Stowe Electric Department finally has a home of its own, after decades of bouncing between landlords all around town.

The utility’s employees settled into their new offices on Moscow Road this week.

Construction of the new $2 million headquarters was funded fully using cash on hand, without requiring any taxes, bonding or rate increases, according to utility officials.

Stowe Electric had rented office space on Old Farm Road for 19 years at $60,000 a year, and the line workers were based in a garage on Dump Road, which the Stowe town government owns.

Now, they’re all together at the new headquarters.

Ellen Burt, the municipal utility’s general manager, says the Dump Road garage is likely to be leased by the Lamoille Regional Solid Waste Management District, which manages the adjacent Stowe transfer station.

Burt says she’s so proud of the new space, she could cry.

“It’s just wonderful to finally have a place that’s really home,” Burt said.

New garage

Ellen Burt, general manager of Stowe Electric Department, with Willie McAllister, Jacob Pecor and Tim Percy in the new garage on Moscow Road. 

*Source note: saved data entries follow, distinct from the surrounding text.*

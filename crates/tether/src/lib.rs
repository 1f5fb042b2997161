//! # Tether
//!
//! Client for a locally hosted language-model serving backend that streams
//! model output, including a separate reasoning phase, over a WebSocket.
//!
//! ## Overview
//!
//! Tether keeps conversation state on the client consistent with the
//! backend while output streams in:
//!
//! - **Connection**: a single WebSocket with backoff, heartbeat and
//!   automatic reconnect
//! - **Resume**: an in-flight generation is resumed at most once per
//!   conversation and connection
//! - **Streaming**: thinking and content deltas fold into a live buffer that
//!   becomes a message on completion
//! - **Optimistic sends**: user messages appear immediately and are
//!   reconciled with server history
//!
//! ## Quick Start
//!
//! ```rust,no_run
//! use tether::prelude::*;
//!
//! #[tokio::main]
//! async fn main() -> Result<(), SyncError> {
//!     let engine = TetherBuilder::new()
//!         .ws_url("ws://127.0.0.1:8080/ws")
//!         .api_url("http://127.0.0.1:8080/api")
//!         .build()?;
//!
//!     let mut notifications = engine.subscribe();
//!     engine.fetch_models().await?;
//!     engine.select_conversation("c1").await?;
//!     engine.send_message("Hello!").await?;
//!
//!     while let Ok(notification) = notifications.recv().await {
//!         match notification {
//!             EngineNotification::StreamingUpdated(view) => println!("{}", view.content),
//!             EngineNotification::MessageCommitted { .. } => break,
//!             _ => {}
//!         }
//!     }
//!
//!     engine.shutdown().await
//! }
//! ```
//!
//! ## Architecture
//!
//! - **`tether-types`**: conversation model, wire protocol, configuration
//! - **`tether-transport`**: WebSocket connection manager and history client
//! - **`tether-sync`**: resume coordination, aggregation, store and engine

pub mod builder;
pub mod prelude;

pub use builder::TetherBuilder;

pub use tether_types::{
    generate_title, ClientRequest, ConnectionState, Conversation, ConversationId,
    ConversationSummary, DeltaChannel, EngineConfig, Message, ModelDescriptor, ReconnectConfig,
    ResumePolicy, Role, ServerEvent,
};

pub use tether_transport::{
    ConnectionEvent, ConnectionManager, ConversationHistory, HttpHistoryClient, PendingSend,
    Transport, TransportError,
};

pub use tether_sync::{
    ConversationStore, EngineHandle, EngineNotification, EngineSnapshot, GenerationError,
    ResumeCoordinator, ResumeGuard, StreamPhase, StreamingAggregator, StreamingView, SyncEngine,
    SyncError,
};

Now, with all employees at the new headquarters, lineworkers and the office staff feel more like a team.

That team worked late Friday, moving the last of the records and equipment to the new space. The move actually started two months ago, and Friday’s work moved everything except one safe that’s still on Old Farm Road.

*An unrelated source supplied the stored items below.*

use std::collections::{HashMap, VecDeque};
use std::time::Duration;
use tether_transport::ConversationHistory;
use tether_types::{
    generate_title, Conversation, ConversationId, ConversationSummary, Message, ModelDescriptor,
};
use tracing::{debug, info};

use crate::error::{GenerationError, Result, SyncError};

/// Fetch one conversation's history, bounded by `limit`
pub async fn fetch_history(
    history: &dyn ConversationHistory,
    id: &ConversationId,
    limit: Duration,
) -> Result<Conversation> {
    match tokio::time::timeout(limit, history.get_conversation(id)).await {
        Ok(result) => Ok(result?),
        Err(_) => Err(SyncError::Timeout(limit)),
    }
}

/// Canonical in-memory client state
///
/// Holds the conversation cache, the selection, optimistic messages, the
/// model list and the last generation failure. All mutation goes through
/// these methods; the store performs no I/O.
#[derive(Debug)]
pub struct ConversationStore {
    conversations: HashMap<ConversationId, Conversation>,
    /// Least recently selected first
    recency: VecDeque<ConversationId>,
    summaries: Vec<ConversationSummary>,
    selected: Option<ConversationId>,
    history_loaded: bool,
    /// request_id -> placeholder awaiting its server id
    pending_new: HashMap<String, PendingStart>,
    models: Vec<ModelDescriptor>,
    selected_model: Option<String>,
    last_error: Option<GenerationError>,
    max_cached: usize,
}

#[derive(Debug)]
struct PendingStart {
    provisional: ConversationId,
    model: String,
    /// A `start_conversation` is on the wire; cleared when it fails
    in_flight: bool,
}

impl Default for ConversationStore {
    fn default() -> Self {
        Self::new(16)
    }
}

impl ConversationStore {
    pub fn new(max_cached: usize) -> Self {
        Self {
            conversations: HashMap::new(),
            recency: VecDeque::new(),
            summaries: Vec::new(),
            selected: None,
            history_loaded: false,
            pending_new: HashMap::new(),
            models: Vec::new(),
            selected_model: None,
            last_error: None,
            max_cached: max_cached.max(1),
        }
    }

    // ---------------------------------------------------------------------
    // Selection
    // ---------------------------------------------------------------------

    pub fn selected(&self) -> Option<&ConversationId> {
        self.selected.as_ref()
    }

    /// Whether the selected conversation's server history has been installed
    pub fn history_loaded(&self) -> bool {
        self.selected.is_some() && self.history_loaded
    }

    pub fn selected_conversation(&self) -> Option<&Conversation> {
        self.selected.as_ref().and_then(|id| self.conversations.get(id))
    }

    /// Select `id`; its history counts as not loaded until installed again
    pub fn select(&mut self, id: ConversationId) {
        self.touch(&id);
        self.selected = Some(id);
        self.history_loaded = false;
        self.evict();
    }

    pub fn deselect(&mut self) {
        self.selected = None;
        self.history_loaded = false;
    }

    // ---------------------------------------------------------------------
    // Conversations
    // ---------------------------------------------------------------------

    pub fn conversation(&self, id: &ConversationId) -> Option<&Conversation> {
        self.conversations.get(id)
    }

    pub fn is_cached(&self, id: &ConversationId) -> bool {
        self.conversations.contains_key(id)
    }

    pub fn cached_len(&self) -> usize {
        self.conversations.len()
    }

    /// Whether `id` is a local placeholder still waiting for its server id
    pub fn is_provisional(&self, id: &ConversationId) -> bool {
        self.pending_new.values().any(|pending| &pending.provisional == id)
    }

    /// Whether a `start_conversation` for placeholder `id` may still be
    /// answered by the backend
    pub fn is_awaiting_start(&self, id: &ConversationId) -> bool {
        self.pending_new
            .values()
            .any(|pending| &pending.provisional == id && pending.in_flight)
    }

    /// The `start_conversation` for placeholder `id` was not delivered; the
    /// next send in it starts the conversation again
    pub fn start_failed(&mut self, id: &ConversationId) -> bool {
        match self.pending_new.values_mut().find(|p| &p.provisional == id) {
            Some(pending) => {
                pending.in_flight = false;
                debug!(conversation_id = %id, "Start of conversation failed");
                true
            }
            None => false,
        }
    }

    /// Claim a failed placeholder for another `start_conversation`,
    /// returning its request id and model
    pub fn retry_start(&mut self, id: &ConversationId) -> Option<(String, String)> {
        let (request_id, pending) = self
            .pending_new
            .iter_mut()
            .find(|(_, p)| &p.provisional == id && !p.in_flight)?;
        pending.in_flight = true;
        Some((request_id.clone(), pending.model.clone()))
    }

    /// Install server history, keeping optimistic messages it lacks
    pub fn install_history(&mut self, server: Conversation) {
        let id = server.id.clone();
        let merged = match self.conversations.remove(&id) {
            Some(local) => Conversation {
                messages: reconcile(server.messages, &local.messages),
                title: if server.title.is_empty() { local.title } else { server.title },
                model: if server.model.is_empty() { local.model } else { server.model },
                id: server.id,
            },
            None => server,
        };

        debug!(conversation_id = %id, messages = merged.len(), "History installed");
        self.upsert_summary(merged.summary());
        self.conversations.insert(id.clone(), merged);
        self.touch(&id);

        if self.selected.as_ref() == Some(&id) {
            self.history_loaded = true;
            // sends continue with the model the conversation was held with
            let model = self.conversations.get(&id).map(|c| &c.model);
            if let Some(model) = model.filter(|m| !m.is_empty()) {
                if self.selected_model.as_ref() != Some(model) {
                    debug!(conversation_id = %id, %model, "Adopting conversation model");
                    self.selected_model = Some(model.clone());
                }
            }
        }
        self.evict();
    }

    /// Drop a conversation the backend does not know
    pub fn forget(&mut self, id: &ConversationId) {
        self.conversations.remove(id);
        self.recency.retain(|cached| cached != id);
        self.summaries.retain(|summary| &summary.id != id);
        if self.selected.as_ref() == Some(id) {
            self.deselect();
        }
    }

    /// Optimistically append a user message; it stays even if sending fails
    pub fn add_user_message(&mut self, id: &ConversationId, text: &str) -> &Message {
        let model = self.selected_model.clone().unwrap_or_default();
        let conversation = self
            .conversations
            .entry(id.clone())
            .or_insert_with(|| Conversation::new(id.clone(), generate_title(text), model));
        conversation.push(Message::optimistic_user(text));
        &conversation.messages[conversation.messages.len() - 1]
    }

    /// Append a finished assistant message
    pub fn commit_message(&mut self, id: &ConversationId, message: Message) -> bool {
        match self.conversations.get_mut(id) {
            Some(conversation) => {
                conversation.push(message);
                true
            }
            None => {
                debug!(conversation_id = %id, "Dropping message for uncached conversation");
                false
            }
        }
    }

    /// Create a placeholder conversation holding the optimistic first
    /// message, select it and remember `request_id` for promotion
    pub fn begin_new_conversation(
        &mut self,
        request_id: &str,
        model: &str,
        first_text: &str,
    ) -> ConversationId {
        let provisional = ConversationId::new(format!("pending-{}", request_id));
        let mut conversation =
            Conversation::new(provisional.clone(), generate_title(first_text), model);
        conversation.push(Message::optimistic_user(first_text));

        self.conversations.insert(provisional.clone(), conversation);
        self.pending_new.insert(
            request_id.to_string(),
            PendingStart {
                provisional: provisional.clone(),
                model: model.to_string(),
                in_flight: true,
            },
        );
        self.select(provisional.clone());
        provisional
    }

    /// Re-key the placeholder for `request_id` to its server identifier
    ///
    /// The promoted conversation inherits the selection (when the
    /// placeholder was selected) and counts as loaded: its history is
    /// exactly what the client sent.
    pub fn promote(
        &mut self,
        request_id: &str,
        server_id: ConversationId,
        title: Option<String>,
        model: &str,
    ) -> Option<ConversationId> {
        let provisional = self.pending_new.remove(request_id)?.provisional;
        let mut conversation = self.conversations.remove(&provisional)?;

        conversation.id = server_id.clone();
        if let Some(title) = title.filter(|t| !t.is_empty()) {
            conversation.title = title;
        }
        if !model.is_empty() {
            conversation.model = model.to_string();
        }

        self.recency.retain(|cached| cached != &provisional);
        self.summaries.insert(0, conversation.summary());
        self.conversations.insert(server_id.clone(), conversation);
        self.touch(&server_id);

        if self.selected.as_ref() == Some(&provisional) {
            self.selected = Some(server_id.clone());
            self.history_loaded = true;
        }

        info!(%provisional, conversation_id = %server_id, "Conversation confirmed by backend");
        Some(server_id)
    }

    // ---------------------------------------------------------------------
    // Conversation list, models, errors
    // ---------------------------------------------------------------------

    pub fn summaries(&self) -> &[ConversationSummary] {
        &self.summaries
    }

    pub fn set_summaries(&mut self, summaries: Vec<ConversationSummary>) {
        self.summaries = summaries;
    }

    fn upsert_summary(&mut self, summary: ConversationSummary) {
        match self.summaries.iter_mut().find(|s| s.id == summary.id) {
            Some(existing) => *existing = summary,
            None => self.summaries.push(summary),
        }
    }

    pub fn models(&self) -> &[ModelDescriptor] {
        &self.models
    }

    /// Replace the model list; an unset selection defaults to the first
    /// model, an existing one is kept even if the list no longer offers it
    pub fn set_models(&mut self, models: Vec<ModelDescriptor>) {
        if self.selected_model.is_none() {
            self.selected_model = models.first().map(|m| m.model.clone());
        }
        self.models = models;
    }

    pub fn selected_model(&self) -> Option<&str> {
        self.selected_model.as_deref()
    }

    pub fn set_selected_model(&mut self, model: impl Into<String>) {
        self.selected_model = Some(model.into());
    }

    /// Model for a send to `id`: the explicit selection, else the
    /// conversation's own model
    pub fn model_for(&self, id: &ConversationId) -> Option<String> {
        self.selected_model.clone().or_else(|| {
            self.conversations
                .get(id)
                .map(|c| c.model.clone())
                .filter(|m| !m.is_empty())
        })
    }

    pub fn last_error(&self) -> Option<&GenerationError> {
        self.last_error.as_ref()
    }

    pub fn set_generation_error(&mut self, error: GenerationError) {
        self.last_error = Some(error);
    }

    pub fn clear_error(&mut self) -> Option<GenerationError> {
        self.last_error.take()
    }

    // ---------------------------------------------------------------------
    // Eviction
    // ---------------------------------------------------------------------

    fn touch(&mut self, id: &ConversationId) {
        self.recency.retain(|cached| cached != id);
        self.recency.push_back(id.clone());
    }

    /// Drop least recently selected conversations beyond the cache bound.
    /// The selection and placeholders the backend may still confirm are
    /// never evicted.
    fn evict(&mut self) {
        while self.conversations.len() > self.max_cached {
            let victim = self.recency.iter().position(|id| {
                self.conversations.contains_key(id)
                    && self.selected.as_ref() != Some(id)
                    && !self.is_awaiting_start(id)
            });
            let Some(index) = victim else { break };
            if let Some(id) = self.recency.remove(index) {
                self.conversations.remove(&id);
                self.pending_new.retain(|_, pending| pending.provisional != id);
                debug!(conversation_id = %id, "Evicted conversation");
            }
        }
        let conversations = &self.conversations;
        let selected = &self.selected;
        self.recency
            .retain(|id| conversations.contains_key(id) || selected.as_ref() == Some(id));
    }
}

/// Merge server history with local messages
///
/// Server messages win. A local optimistic message is dropped once the
/// server list contains a user message with the same content at or after
/// the position the optimistic message was appended at; matches are taken
/// in order so two identical sends need two server messages. Unmatched
/// optimistic messages are kept after the server messages.
pub fn reconcile(server: Vec<Message>, local: &[Message]) -> Vec<Message> {
    let mut unmatched = Vec::new();
    let mut cursor = 0;
    let mut confirmed_before = 0;

    for message in local {
        if !message.pending {
            confirmed_before += 1;
            continue;
        }

        let from = cursor.max(confirmed_before);
        let found = server
            .iter()
            .skip(from)
            .position(|m| m.is_user() && m.content == message.content);

        match found {
            Some(offset) => cursor = from + offset + 1,
            None => unmatched.push(message.clone()),
        }
    }

    let mut merged = server;
    merged.extend(unmatched);
    merged
}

“It already feels like home,” enthused Stowe Electric office manager Lily Burgess, “as if we’ve been here for a long time already.”

Burgess said she loves the natural light that pours in through the windows in the front office, and the garage space that allows the department’s five linemen and operations manager Dave Kresock to work at the same location as the rest of the department.

The new location was paid for entirely from cash the department gained by selling land on Nebraska Valley Road and by signing a lease deal with FirstLight Fiber to use Stowe Electric’s fiber network.

There’s no mortgage on the new property, and building it didn’t cost ratepayers a dime, Burt said.

Construction by Middlebury’s BreadLoaf Construction cost $2 million, and demolition of a previous building on the site cost $70,000.

All the electricity needed at the new facility will come from a solar panel on the garage roof, which hasn’t been installed yet.

Prior to its Old Farm Road location, the utility’s headquarters were located at the Baggy Knees Shopping Center. Before that, it was in the historic building at 1 S. Main Street that now houses the Vermont Ski and Snowboard Museum.

Burt hopes to give tours to students, showing off the electricity demand monitor for both the department in general and the Nebraska Valley solar farm, along with the old power generator from a gristmill on the property. Burt is looking for grant money to restore the old gristmill.

“We’ve worked really hard” to put the new space together, Burt said.

“It is such a peaceful place,” Burgess said.